### Work item
Find the lines in the records that carry the word "failed". Copy each one.

### Provided information
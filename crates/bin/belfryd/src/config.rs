//! Configuration loading — TOML file with environment variable overrides.
//!
//! Looks for `belfry.toml` in the working directory. Every field has a
//! sensible default so the file is optional. Environment variables take
//! precedence over file values.

use std::time::Duration;

use belfry_app::driver::DriverConfig;
use chrono::FixedOffset;
use serde::Deserialize;

/// Largest accepted distance from UTC, in seconds.
const MAX_UTC_OFFSET: i32 = 86_399;

/// Top-level configuration.
#[derive(Debug, Default, Deserialize)]
#[serde(default)]
pub struct Config {
    /// HTTP server settings.
    pub server: ServerConfig,
    /// Database settings.
    pub database: DatabaseConfig,
    /// Logging settings.
    pub logging: LoggingConfig,
    /// Wall clock settings.
    pub clock: ClockConfig,
    /// Polling driver intervals.
    pub engine: EngineConfig,
}

/// HTTP listener configuration.
#[derive(Debug, Deserialize)]
#[serde(default)]
pub struct ServerConfig {
    /// Address to bind to (e.g. `0.0.0.0`).
    pub host: String,
    /// TCP port.
    pub port: u16,
}

/// `SQLite` database configuration.
#[derive(Debug, Deserialize)]
#[serde(default)]
pub struct DatabaseConfig {
    /// `SQLite` connection URL or file path.
    pub url: String,
}

/// Logging configuration.
#[derive(Debug, Deserialize)]
#[serde(default)]
pub struct LoggingConfig {
    /// Filter directive (`RUST_LOG` syntax).
    pub filter: String,
}

#[derive(Debug, Deserialize)]
#[serde(default)]
pub struct ClockConfig {
    /// Local time offset from UTC, in seconds east.
    pub utc_offset_seconds: i32,
    /// Trust the system clock at startup. When `false` nothing rings until
    /// the time is set through `PUT /api/time`.
    pub assume_synchronized: bool,
}

#[derive(Debug, Deserialize)]
#[serde(default)]
pub struct EngineConfig {
    pub tick_ms: u64,
    pub idle_secs: u64,
    pub retry_secs: u64,
    pub error_backoff_ms: u64,
    pub unsynced_backoff_secs: u64,
}

impl Config {
    /// Load configuration from `belfry.toml` (if present) then apply
    /// environment-variable overrides.
    ///
    /// # Errors
    ///
    /// Returns an error if the TOML file exists but is malformed, or if a
    /// value is out of range.
    pub fn load() -> Result<Self, ConfigError> {
        let mut config = Self::from_file("belfry.toml")?;
        config.apply_env_overrides();
        config.validate()?;
        Ok(config)
    }

    fn from_file(path: &str) -> Result<Self, ConfigError> {
        match std::fs::read_to_string(path) {
            Ok(content) => toml::from_str(&content).map_err(ConfigError::Parse),
            Err(err) if err.kind() == std::io::ErrorKind::NotFound => Ok(Self::default()),
            Err(err) => Err(ConfigError::Io(err)),
        }
    }

    fn apply_env_overrides(&mut self) {
        if let Ok(val) = std::env::var("BELFRY_HOST") {
            self.server.host = val;
        }
        if let Ok(val) = std::env::var("BELFRY_PORT")
            && let Ok(port) = val.parse()
        {
            self.server.port = port;
        }
        if let Ok(val) = std::env::var("BELFRY_BIND")
            && let Some((host, port)) = val.rsplit_once(':')
        {
            self.server.host = host.to_string();
            if let Ok(port) = port.parse() {
                self.server.port = port;
            }
        }
        if let Ok(val) = std::env::var("BELFRY_DATABASE_URL") {
            self.database.url = val;
        }
        if let Ok(val) = std::env::var("BELFRY_LOG") {
            self.logging.filter = val;
        }
        if let Ok(val) = std::env::var("RUST_LOG") {
            self.logging.filter = val;
        }
        if let Ok(val) = std::env::var("BELFRY_UTC_OFFSET")
            && let Ok(offset) = val.parse()
        {
            self.clock.utc_offset_seconds = offset;
        }
    }

    fn validate(&self) -> Result<(), ConfigError> {
        if self.server.port == 0 {
            return Err(ConfigError::Validation("port must be non-zero".to_string()));
        }
        if self.clock.utc_offset_seconds.abs() > MAX_UTC_OFFSET {
            return Err(ConfigError::Validation(format!(
                "utc offset must be within ±{MAX_UTC_OFFSET} seconds"
            )));
        }
        if self.engine.tick_ms == 0 {
            return Err(ConfigError::Validation(
                "engine tick must be non-zero".to_string(),
            ));
        }
        Ok(())
    }

    /// Return the `host:port` bind address.
    #[must_use]
    pub fn bind_addr(&self) -> String {
        format!("{}:{}", self.server.host, self.server.port)
    }

    /// Return the database URL in `sqlx`-compatible format.
    #[must_use]
    pub fn database_url(&self) -> &str {
        &self.database.url
    }

    /// The configured local time offset.
    ///
    /// # Errors
    ///
    /// Returns [`ConfigError::Validation`] when the offset is out of range.
    pub fn utc_offset(&self) -> Result<FixedOffset, ConfigError> {
        FixedOffset::east_opt(self.clock.utc_offset_seconds).ok_or_else(|| {
            ConfigError::Validation(format!(
                "invalid utc offset {}",
                self.clock.utc_offset_seconds
            ))
        })
    }

    #[must_use]
    pub fn driver_config(&self) -> DriverConfig {
        DriverConfig {
            tick: Duration::from_millis(self.engine.tick_ms),
            idle: Duration::from_secs(self.engine.idle_secs),
            retry: Duration::from_secs(self.engine.retry_secs),
            error_backoff: Duration::from_millis(self.engine.error_backoff_ms),
            unsynced_backoff: Duration::from_secs(self.engine.unsynced_backoff_secs),
        }
    }
}

impl Default for ServerConfig {
    fn default() -> Self {
        Self {
            host: "0.0.0.0".to_string(),
            port: 3000,
        }
    }
}

impl Default for DatabaseConfig {
    fn default() -> Self {
        Self {
            url: "sqlite:belfry.db?mode=rwc".to_string(),
        }
    }
}

impl Default for LoggingConfig {
    fn default() -> Self {
        Self {
            filter: "belfryd=info,belfry=info,tower_http=debug".to_string(),
        }
    }
}

impl Default for ClockConfig {
    fn default() -> Self {
        Self {
            utc_offset_seconds: 0,
            assume_synchronized: true,
        }
    }
}

impl Default for EngineConfig {
    fn default() -> Self {
        Self {
            tick_ms: 100,
            idle_secs: 50,
            retry_secs: 50,
            error_backoff_ms: 1_000,
            unsynced_backoff_secs: 5,
        }
    }
}

/// Configuration errors.
#[derive(Debug, thiserror::Error)]
pub enum ConfigError {
    /// TOML parse failure.
    #[error("failed to parse config file")]
    Parse(#[from] toml::de::Error),
    /// File I/O failure.
    #[error("failed to read config file")]
    Io(#[from] std::io::Error),
    /// Semantic validation failure.
    #[error("invalid configuration: {0}")]
    Validation(String),
}

#[cfg(test)]
mod tests {
    use super::*;

    #[test]
    fn should_produce_sensible_defaults() {
        let config = Config::default();
        assert_eq!(config.server.host, "0.0.0.0");
        assert_eq!(config.server.port, 3000);
        assert_eq!(config.database.url, "sqlite:belfry.db?mode=rwc");
        assert_eq!(config.clock.utc_offset_seconds, 0);
        assert!(config.clock.assume_synchronized);
    }

    #[test]
    fn should_match_default_driver_intervals() {
        assert_eq!(Config::default().driver_config(), DriverConfig::default());
    }

    #[test]
    fn should_parse_minimal_toml() {
        let config: Config = toml::from_str("").unwrap();
        assert_eq!(config.server.port, 3000);
        assert_eq!(config.engine.tick_ms, 100);
    }

    #[test]
    fn should_parse_full_toml() {
        let toml = "
            [server]
            host = '127.0.0.1'
            port = 9090

            [database]
            url = 'sqlite:test.db'

            [logging]
            filter = 'debug'

            [clock]
            utc_offset_seconds = 19800
            assume_synchronized = false

            [engine]
            tick_ms = 250
            idle_secs = 30
            retry_secs = 20
            error_backoff_ms = 500
            unsynced_backoff_secs = 2
        ";
        let config: Config = toml::from_str(toml).unwrap();
        assert_eq!(config.server.host, "127.0.0.1");
        assert_eq!(config.server.port, 9090);
        assert_eq!(config.database.url, "sqlite:test.db");
        assert_eq!(config.logging.filter, "debug");
        assert_eq!(
            config.utc_offset().unwrap(),
            FixedOffset::east_opt(19_800).unwrap()
        );
        assert!(!config.clock.assume_synchronized);

        let driver = config.driver_config();
        assert_eq!(driver.tick, Duration::from_millis(250));
        assert_eq!(driver.idle, Duration::from_secs(30));
        assert_eq!(driver.retry, Duration::from_secs(20));
        assert_eq!(driver.error_backoff, Duration::from_millis(500));
        assert_eq!(driver.unsynced_backoff, Duration::from_secs(2));
    }

    #[test]
    fn should_return_default_when_file_not_found() {
        let config = Config::from_file("nonexistent.toml").unwrap();
        assert_eq!(config.server.port, 3000);
    }

    #[test]
    fn should_reject_zero_port() {
        let mut config = Config::default();
        config.server.port = 0;
        assert!(config.validate().is_err());
    }

    #[test]
    fn should_reject_out_of_range_offset() {
        let mut config = Config::default();
        config.clock.utc_offset_seconds = -86_400;
        assert!(config.validate().is_err());
        assert!(config.utc_offset().is_err());
    }

    #[test]
    fn should_reject_zero_tick() {
        let mut config = Config::default();
        config.engine.tick_ms = 0;
        assert!(config.validate().is_err());
    }

    #[test]
    fn should_accept_defaults() {
        assert!(Config::default().validate().is_ok());
    }

    #[test]
    fn should_format_custom_bind_addr() {
        let mut config = Config::default();
        config.server.host = "127.0.0.1".to_string();
        config.server.port = 9090;
        assert_eq!(config.bind_addr(), "127.0.0.1:9090");
    }

    #[test]
    fn should_report_parse_error_for_invalid_toml() {
        let result: Result<Config, _> = toml::from_str("invalid {{{");
        assert!(result.is_err());
    }
}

### Response
    #[error("failed to parse config file")]
    #[error("failed to read config file")]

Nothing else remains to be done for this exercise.